How is a “dissident” fabricated?

I am a fabricated dissident. My case is an example of the way in which it is possible to make people abroad believe there is a “huge” opposition and proliferation of “anti-Castro” groups, as they are usually called.

In this little world, you may find me as a member, executive, spokesman…of virtually phantom groups, which exist only in papers. However, internally, the people do not even know these groups exist because they are not rooted in society; much less do they have followers.

I’ll be more explicit: I am the national coordinator of the cultural and civic project Julio Tang Texier, financed from Miami by the terrorist Ángel de Fana Serrano, who belongs to the organization Plantados por la Democracia, who has already served a 20 years imprisonment sentence in Cuba for organizing terrorist activities. But right now, he likes to make out he is a pacifist, an alleged “human rights” advocate.

I am the director of the independent library Ernest Hemingway; the director of the Union of Free Journalists of Cuba –an “organization” that is made up by another five persons, all of them strongly interested in leaving the country. That “Union of Free Journalists” is also financed from Miami, in this case by the Directorio Democrático Cubano (DDC).

I was the representative of Brigada 2506 , through which I received a mobile phone and funds for the organization of provocative actions in our homeland and…well…I am the correspondent of the magazine Misceláneas de Cuba, which is printed in Sweden and is directed by counterrevolutionary Alexis Gaínza.
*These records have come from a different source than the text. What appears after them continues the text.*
/// Esc inside a form.
fn cancelled(err: &anyhow::Error) -> bool {
	matches!(err.downcast_ref::<InquireError>(), Some(InquireError::OperationCanceled))
}

/// Ctrl+C anywhere.
fn interrupted(err: &anyhow::Error) -> bool {
	matches!(err.downcast_ref::<InquireError>(), Some(InquireError::OperationInterrupted))
}

/// Print the outcome of a data access call; failures never end the session.
fn show<T>(result: Result<T, LibraryError>, success: impl FnOnce(T) -> String) {
	match result {
		Ok(value) => println!("✔ {}", success(value)),
		Err(e) => fail(&e),
	}
}

fn fail(e: &LibraryError) {
	if e.is_business_rule() {
		tracing::warn!(error = %e, "operation rejected");
	} else {
		tracing::error!(error = %e, "operation failed");
	}
	println!("✘ {e}");
}

pub struct Console {
	library: Library,
}

impl Console {
	pub fn new(library: Library) -> Self {
		Console { library }
	}

	/// Run until the user picks Exit or presses Ctrl+C.
	pub async fn run(&self) -> Result<()> {
		match self.main_loop().await {
			Err(e) if interrupted(&e) => {
				println!();
				Ok(())
			}
			other => other,
		}
	}

	async fn main_loop(&self) -> Result<()> {
		self.splash().await?;
		loop {
			println!();
			let choice = prompt::menu("Main menu", MainChoice::ALL.to_vec())?.unwrap_or(MainChoice::Exit);
			match choice {
				MainChoice::Reports => self.reports_menu().await?,
				MainChoice::Insert => self.entity_menu(Action::Insert).await?,
				MainChoice::Remove => self.entity_menu(Action::Remove).await?,
				MainChoice::Update => self.entity_menu(Action::Update).await?,
				MainChoice::Exit => break,
			}
		}
		println!("Goodbye.");
		Ok(())
	}

	async fn splash(&self) -> Result<()> {
		let counts = self.library.table_counts().await?;
		let now = chrono::Local::now().naive_local();
		println!("{}", render::splash(&counts, now));
		Ok(())
	}

	async fn reports_menu(&self) -> Result<()> {
		let options = vec![ReportChoice::SalesByGenre, ReportChoice::OrderDetails, ReportChoice::Back];
		loop {
			println!();
			match prompt::menu("Reports", options.clone())? {
				Some(ReportChoice::SalesByGenre) => match self.library.reports().sales_by_genre().await {
					Ok(report) => println!("\nSALES BY GENRE\n{}", render::sales_by_genre(&report)),
					Err(e) => fail(&e),
				},
				Some(ReportChoice::OrderDetails) => match self.library.reports().order_details().await {
					Ok(report) => println!("\nDETAILED ORDERS\n{}", render::order_details(&report)),
					Err(e) => fail(&e),
				},
				Some(ReportChoice::Back) | None => return Ok(()),
			}
		}
	}

	async fn entity_menu(&self, action: Action) -> Result<()> {
		let title = match action {
			Action::Insert => "Insert",
			Action::Remove => "Remove",
			Action::Update => "Update",
		};
		loop {
			println!();
			let Some(EntityChoice { entity: Some(entity), .. }) = prompt::menu(title, entity_choices(action.entities()))? else {
				return Ok(());
			};
			let outcome = match (action, entity) {
				(Action::Insert, Entity::Author) => self.insert_author().await,
				(Action::Insert, Entity::Book) => self.insert_book().await,
				(Action::Insert, Entity::Order) => self.insert_order().await,
				(Action::Insert, Entity::OrderItem) => self.insert_order_item().await,
				(Action::Remove, Entity::Author) => self.remove_author().await,
				(Action::Remove, Entity::Book) => self.remove_book().await,
				(Action::Remove, Entity::Order) => self.remove_order().await,
				(Action::Update, Entity::Author) => self.update_author().await,
				(Action::Update, Entity::Book) => self.update_book().await,
				(Action::Update, Entity::Order) => self.update_order().await,
				(Action::Remove | Action::Update, Entity::OrderItem) => {
					unreachable!("{title} menu never offers order items")
				}
			};
			match outcome {
				Ok(()) => {}
				Err(e) if cancelled(&e) => println!("Cancelled."),
				Err(e) => match e.downcast_ref::<LibraryError>() {
					Some(err) => fail(err),
					None => return Err(e),
				},
			}
		}
	}

	async fn insert_author(&self) -> Result<()> {
		loop {
			println!("\nNEW AUTHOR");
			let author = NewAuthor {
				name: prompt::required_text("Name:", None)?,
				nationality: prompt::optional_text("Nationality:", None)?,
				birth_date: prompt::optional_date("Birth date:", None)?,
				biography: prompt::optional_text("Biography:", None)?,
			};
			show(self.library.authors().insert(&author).await, |id| {
				format!("Author '{}' registered with id {id}.", author.name)
			});
			if !prompt::another("Insert")? {
				return Ok(());
			}
		}
	}

	async fn insert_book(&self) -> Result<()> {
		loop {
			let authors = self.library.authors().list().await?;
			if authors.is_empty() {
				println!("No authors registered. Insert an author first.");
				return Ok(());
			}
			println!("\nNEW BOOK\n{}", render::authors(&authors));

			let title = prompt::required_text("Title:", None)?;
			let author_id = prompt::id("Author id:", None)?;
			let genre = prompt::required_text("Genre:", None)?;
			let mut book = NewBook::with_copies(title, author_id, genre, 0);
			book.publication_year = prompt::optional_year("Publication year:", None)?;
			book.price = prompt::price("Price:", 0.0)?;
			book.total_copies = prompt::count("Copies in stock:", 1)?;
			book.available_copies = book.total_copies;

			show(self.library.books().insert(&book).await, |id| {
				format!("Book '{}' registered with id {id}.", book.title)
			});
			if !prompt::another("Insert")? {
				return Ok(());
			}
		}
	}

	async fn insert_order(&self) -> Result<()> {
		loop {
			println!("\nNEW ORDER");
			let order = NewOrder {
				customer_name: prompt::required_text("Customer name:", None)?,
				customer_email: prompt::optional_email("Customer email:", None)?,
			};
			show(self.library.orders().insert(&order).await, |id| {
				format!("Order {id} created for {}. Add items to it from Insert > Order item.", order.customer_name)
			});
			if !prompt::another("Insert")? {
				return Ok(());
			}
		}
	}

	async fn insert_order_item(&self) -> Result<()> {
		loop {
			let orders = self.library.orders().list().await?;
			let books = self.library.books().list().await?;
			if orders.is_empty() || books.is_empty() {
				println!("An order item needs at least one order and one book.");
				return Ok(());
			}
			println!("\nNEW ORDER ITEM\n{}\n{}", render::orders(&orders), render::books(&books));

			let item = NewOrderItem {
				order_id: prompt::id("Order id:", None)?,
				book_id: prompt::id("Book id:", None)?,
				quantity: prompt::quantity("Quantity:", 1)?,
			};
			show(self.library.orders().add_item(&item).await, |line| {
				format!(
					"Added {} x {} = {} to order {}.",
					line.quantity,
					render::money(line.unit_price),
					render::money(line.subtotal),
					line.order_id,
				)
			});
			if !prompt::another("Insert")? {
				return Ok(());
			}
		}
	}

	async fn remove_author(&self) -> Result<()> {
		loop {
			let authors = self.library.authors().list().await?;
			if authors.is_empty() {
				println!("No authors registered.");
				return Ok(());
			}
			println!("\nREMOVE AUTHOR\n{}", render::authors(&authors));

			let id = prompt::id("Author id:", None)?;
			match self.library.authors().get(id).await? {
				None => println!("✘ Author {id} not found."),
				Some(author) => {
					if prompt::confirm(&format!("Remove author '{}'?", author.name))? {
						show(self.library.authors().remove(id).await, |_| format!("Author {id} removed."));
					} else {
						println!("Kept.");
					}
				}
			}
			if !prompt::another("Remove")? {
				return Ok(());
			}
		}
	}

	async fn remove_book(&self) -> Result<()> {
		loop {
			let books = self.library.books().list().await?;
			if books.is_empty() {
				println!("No books registered.");
				return Ok(());
			}
			println!("\nREMOVE BOOK\n{}", render::books(&books));

			let id = prompt::id("Book id:", None)?;
			match self.library.books().get(id).await? {
				None => println!("✘ Book {id} not found."),
				Some(book) => {
					if prompt::confirm(&format!("Remove book '{}'?", book.title))? {
						show(self.library.books().remove(id).await, |_| format!("Book {id} removed."));
					} else {
						println!("Kept.");
					}
				}
			}
			if !prompt::another("Remove")? {
				return Ok(());
			}
		}
	}

	async fn remove_order(&self) -> Result<()> {
		loop {
			let orders = self.library.orders().list().await?;
			if orders.is_empty() {
				println!("No orders registered.");
				return Ok(());
			}
			println!("\nREMOVE ORDER\n{}", render::orders(&orders));

			let id = prompt::id("Order id:", None)?;
			match self.library.orders().get(id).await? {
				None => println!("✘ Order {id} not found."),
				Some(order) => {
					let items = self.library.orders().items(id).await?;
					let question = format!(
						"Remove order {id} of {} and its {} item(s)?",
						order.customer_name,
						items.len()
					);
					if prompt::confirm(&question)? {
						show(self.library.orders().remove(id).await, |_| format!("Order {id} removed."));
					} else {
						println!("Kept.");
					}
				}
			}
			if !prompt::another("Remove")? {
				return Ok(());
			}
		}
	}

	async fn update_author(&self) -> Result<()> {
		loop {
			let authors = self.library.authors().list().await?;
			if authors.is_empty() {
				println!("No authors registered.");
				return Ok(());
			}
			println!("\nUPDATE AUTHOR\n{}", render::authors(&authors));

			let id = prompt::id("Author id:", None)?;
			match self.library.authors().get(id).await? {
				None => println!("✘ Author {id} not found."),
				Some(current) => {
					let author = NewAuthor {
						name: prompt::required_text("Name:", Some(&current.name))?,
						nationality: prompt::optional_text("Nationality:", current.nationality.as_deref())?,
						birth_date: prompt::optional_date("Birth date:", current.birth_date)?,
						biography: prompt::optional_text("Biography:", current.biography.as_deref())?,
					};
					show(self.library.authors().update(id, &author).await, |_| format!("Author {id} updated."));
				}
			}
			if !prompt::another("Update")? {
				return Ok(());
			}
		}
	}

	async fn update_book(&self) -> Result<()> {
		loop {
			let books = self.library.books().list().await?;
			if books.is_empty() {
				println!("No books registered.");
				return Ok(());
			}
			println!("\nUPDATE BOOK\n{}", render::books(&books));

			let id = prompt::id("Book id:", None)?;
			match self.library.books().get(id).await? {
				None => println!("✘ Book {id} not found."),
				Some(current) => {
					let book = NewBook {
						title: prompt::required_text("Title:", Some(&current.title))?,
						author_id: prompt::id("Author id:", Some(current.author_id))?,
						genre: prompt::required_text("Genre:", Some(&current.genre))?,
						publication_year: prompt::optional_year("Publication year:", current.publication_year)?,
						price: prompt::price("Price:", current.price)?,
						total_copies: prompt::count("Total copies:", current.total_copies)?,
						available_copies: prompt::count("Available copies:", current.available_copies)?,
					};
					show(self.library.books().update(id, &book).await, |_| format!("Book {id} updated."));
				}
			}
			if !prompt::another("Update")? {
				return Ok(());
			}
		}
	}

	async fn update_order(&self) -> Result<()> {
		loop {
			let orders = self.library.orders().list().await?;
			if orders.is_empty() {
				println!("No orders registered.");
				return Ok(());
			}
			println!("\nUPDATE ORDER\n{}", render::orders(&orders));

			let id = prompt::id("Order id:", None)?;
			match self.library.orders().get(id).await? {
				None => println!("✘ Order {id} not found."),
				Some(current) => {
					let order = NewOrder {
						customer_name: prompt::required_text("Customer name:", Some(&current.customer_name))?,
						customer_email: prompt::optional_email("Customer email:", current.customer_email.as_deref())?,
					};
					show(self.library.orders().update(id, &order).await, |_| format!("Order {id} updated."));
				}
			}
			if !prompt::another("Update")? {
				return Ok(());
			}
		}
	}
}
I have been appointed spokesman and member of the board of the so called Frente Nacional de Resistencia y Desobediencia Cívica in Cuba, whose economic support comes from the DDC, Mujeres Anti Represión (MAR) por Cuba and other groups based in Miami which are part of the self-proclaimed Asamblea de la Resistencia.

As if this were not enough, I was given the task of serving as the national liaison of presumptive Opposition Governments which are directed by Enrique Blanco from Puerto Rico, the one that runs my blog.
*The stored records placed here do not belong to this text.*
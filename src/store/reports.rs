use crate::db::ConnectionProvider;
use crate::error::Result;
use crate::types::{GenreSales, OrderDetail};

/// Read-only aggregate queries over orders and their items.
pub struct ReportRepo<'a> {
	db: &'a dyn ConnectionProvider,
}

impl<'a> ReportRepo<'a> {
	pub fn new(db: &'a dyn ConnectionProvider) -> Self {
		Self { db }
	}

	/// One row per genre that sold anything, best-selling by value first.
	pub async fn sales_by_genre(&self) -> Result<Vec<GenreSales>> {
		let mut conn = self.db.acquire().await?;
		let rows = sqlx::query_as::<_, GenreSales>(
			r#"
			SELECT
				b.genre AS genre,
				COUNT(i.id) AS sales_count,
				SUM(i.quantity) AS quantity_sold,
				SUM(i.subtotal) AS total_value
			FROM books b
				INNER JOIN order_items i ON i.book_id = b.id
			GROUP BY b.genre
			ORDER BY total_value DESC, b.genre
			"#,
		)
		.fetch_all(&mut *conn)
		.await?;
		tracing::debug!(genres = rows.len(), "sales by genre");
		Ok(rows)
	}

	/// Every order line with its order, book and author.
	pub async fn order_details(&self) -> Result<Vec<OrderDetail>> {
		let mut conn = self.db.acquire().await?;
		let rows = sqlx::query_as::<_, OrderDetail>(
			r#"
			SELECT
				o.id AS order_id, o.order_date, o.customer_name,
				b.title, a.name AS author_name,
				i.quantity, i.unit_price, i.subtotal
			FROM orders o
				INNER JOIN order_items i ON i.order_id = o.id
				INNER JOIN books b ON b.id = i.book_id
				INNER JOIN authors a ON a.id = b.author_id
			ORDER BY o.order_date DESC, o.id, i.id
			"#,
		)
		.fetch_all(&mut *conn)
		.await?;
		tracing::debug!(lines = rows.len(), "detailed orders");
		Ok(rows)
	}
}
That is how a “dissident” or a member of an alleged opposition is fabricated. Today they hide under the guise of independent librarians, independent journalists, “human rights” advocates”…

What do you think is the main strength of the Cuban Revolution?

It is that unity that has existed between the people and its Revolution; that unity around our invincible Commander in Chief Fidel Castro and Raúl; the soundness of the ideas that we have historically defended.

At some point I thought that while it is true I could not be a combatant of the Rebel Army, or a member of the clandestine struggle against Batista, and I did not take up a weapon to fight the mercenaries who landed through Bay of Pigs, or was not a militia detached to his trench during the Missiles Crisis, nor I had the opportunity to fight in Angola of Ethiopia, life had given me the opportunity to accomplish this mission and being in the line of fire for the defense of our people.

No doubt, there are still those who continue underestimating us, but one thing is very clear: The Cuban State Security organs have been, are, and will continue to be present at the right time and place. The enemies of the Revolution, inside and outside our country, have not just learned the lesson, because always, when least expected, there will be an Emilio.


Recuadro: Tita, your father is not a traitor.
Since I started to do this work, I have lost many friends. Therefore, when I was told that my identity would be revealed I first felt very happy, because that was a gift for my daughter Tita. She would know that her father is not a traitor.

I remember once, when she was younger, Rolando Jiménez Posada, a counterrevolutionary who is in prison right now, came to see me at my home. My daughter came across the idea of taking a piece of chalk and writing on the floor of the car porch a phrase that read: “Freedom for the Five Heroes”; and Jiménez Posada told me: “Tell me something: Is that what you are teaching your daughter?”

My friends will know now that I never changed sides. But at the same time I am sorry that my identity is revealed because thanks to my work I was able to promote to important positions inside the counterrevolution and I could have continued to be of some use.